El otro día en la facultad, estaba recordando cuanto tiempo llevo relacionado de alguna manera con las computadoras.
Que impresionante número resultó: Practicamente 20 años siguiendo el desarrollo de los equipos de cómputo.
En la primaria nos llevaron a la biblioteca pública (bastante grande) y ahi habia una sala de muchas cajitas negras (no recuerdo ni modelo ni marca de los equipos, una pena) con su televisión pequeña a colores.

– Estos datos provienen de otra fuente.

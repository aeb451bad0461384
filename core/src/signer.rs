use crate::{
    Context, ProvideCredential, Result, SignRequest, SignedRequest, SigningCredential,
    SigningRequest,
};
use log::debug;
use std::sync::{Arc, Mutex};

/// Signer is the main struct used to sign and send the request.
#[derive(Clone, Debug)]
pub struct Signer<K: SigningCredential> {
    ctx: Context,
    loader: Arc<dyn ProvideCredential<Credential = K>>,
    builder: Arc<dyn SignRequest<Credential = K>>,
    credential: Arc<Mutex<Option<K>>>,
}

impl<K: SigningCredential> Signer<K> {
    /// Create a new signer.
    pub fn new(
        ctx: Context,
        loader: impl ProvideCredential<Credential = K>,
        builder: impl SignRequest<Credential = K>,
    ) -> Self {
        Self {
            ctx,

            loader: Arc::new(loader),
            builder: Arc::new(builder),
            credential: Arc::new(Mutex::new(None)),
        }
    }

    /// Signing request.
    pub async fn sign(&self, req: &SigningRequest) -> Result<SignedRequest> {
        let credential = self.credential.lock().expect("lock poisoned").clone();
        let credential = if credential.is_valid() {
            credential
        } else {
            debug!("no valid credential cached, loading from provider");
            let credential = self.loader.provide_credential(&self.ctx).await?;
            *self.credential.lock().expect("lock poisoned") = credential.clone();
            credential
        };

        self.builder
            .sign_request(&self.ctx, req, credential.as_ref())
            .await
    }

    /// Sign the request, send it and return the response body as text.
    ///
    /// The body is returned for every completed response regardless of the
    /// status code. Failures are never retried.
    pub async fn send(&self, req: &SigningRequest) -> Result<String> {
        let signed = self.sign(req).await?;
        let req = signed.into_http_request()?;

        debug!("sending signed request: {} {}", req.method(), req.uri());
        let resp = self.ctx.http_send_as_string(req).await?;
        debug!("received response with status {}", resp.status());

        Ok(resp.into_body())
    }
}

Me encantó y me inscribí a un curso de computación.
El sistema estaba en un pequeño cartucho (como el atari o los primeros nintendos) y entraba directo a un lenguaje de programación, el Logo.

turtle logo Una tortuguita (bueno eso decian porque ni parecia, solo unos cuadritos grandes y pequeños) se movia por la pantalla a nuestro antojo, le podiamos decir, muevete, detente, pinta, regresa, gira, etc.
Me gustaba tanto que hasta hice varios programas en ese sistema; el más avanzado fue una copia descarada de Moon Patrol, un cochecito que avanzaba y segun movieras las flechas del teclado se movia, saltaba y disparaba, acabando con objetos a su paso. Todo un logro si hoy me pongo a pensar que me complico la vida programando una base de datos en mysql.
Donde perdí esa tortuguita?

Pase a usar computadoras sin disco duro, con 512 bytes de RAM (si, bytes no Kbytes ni Mbytes) con una pantalla ambar que cuando terminabas de trabajar veias todo morado; sin mouse (para qué, si todo era por comandos y texto); discos flexibles del tamaño de una mesita, discos que habia que voltear para seguir trabajando.
Hasta llegar al paraiso, una Apple Macintosh; como diría la canción de Cerati “tarda en llegar, y al final, hay recompensa….
Y ahora 20 años despues me encuentro como Doggie Howser, escribiendole a nadie sobre cosas muy mias. Vaya friki.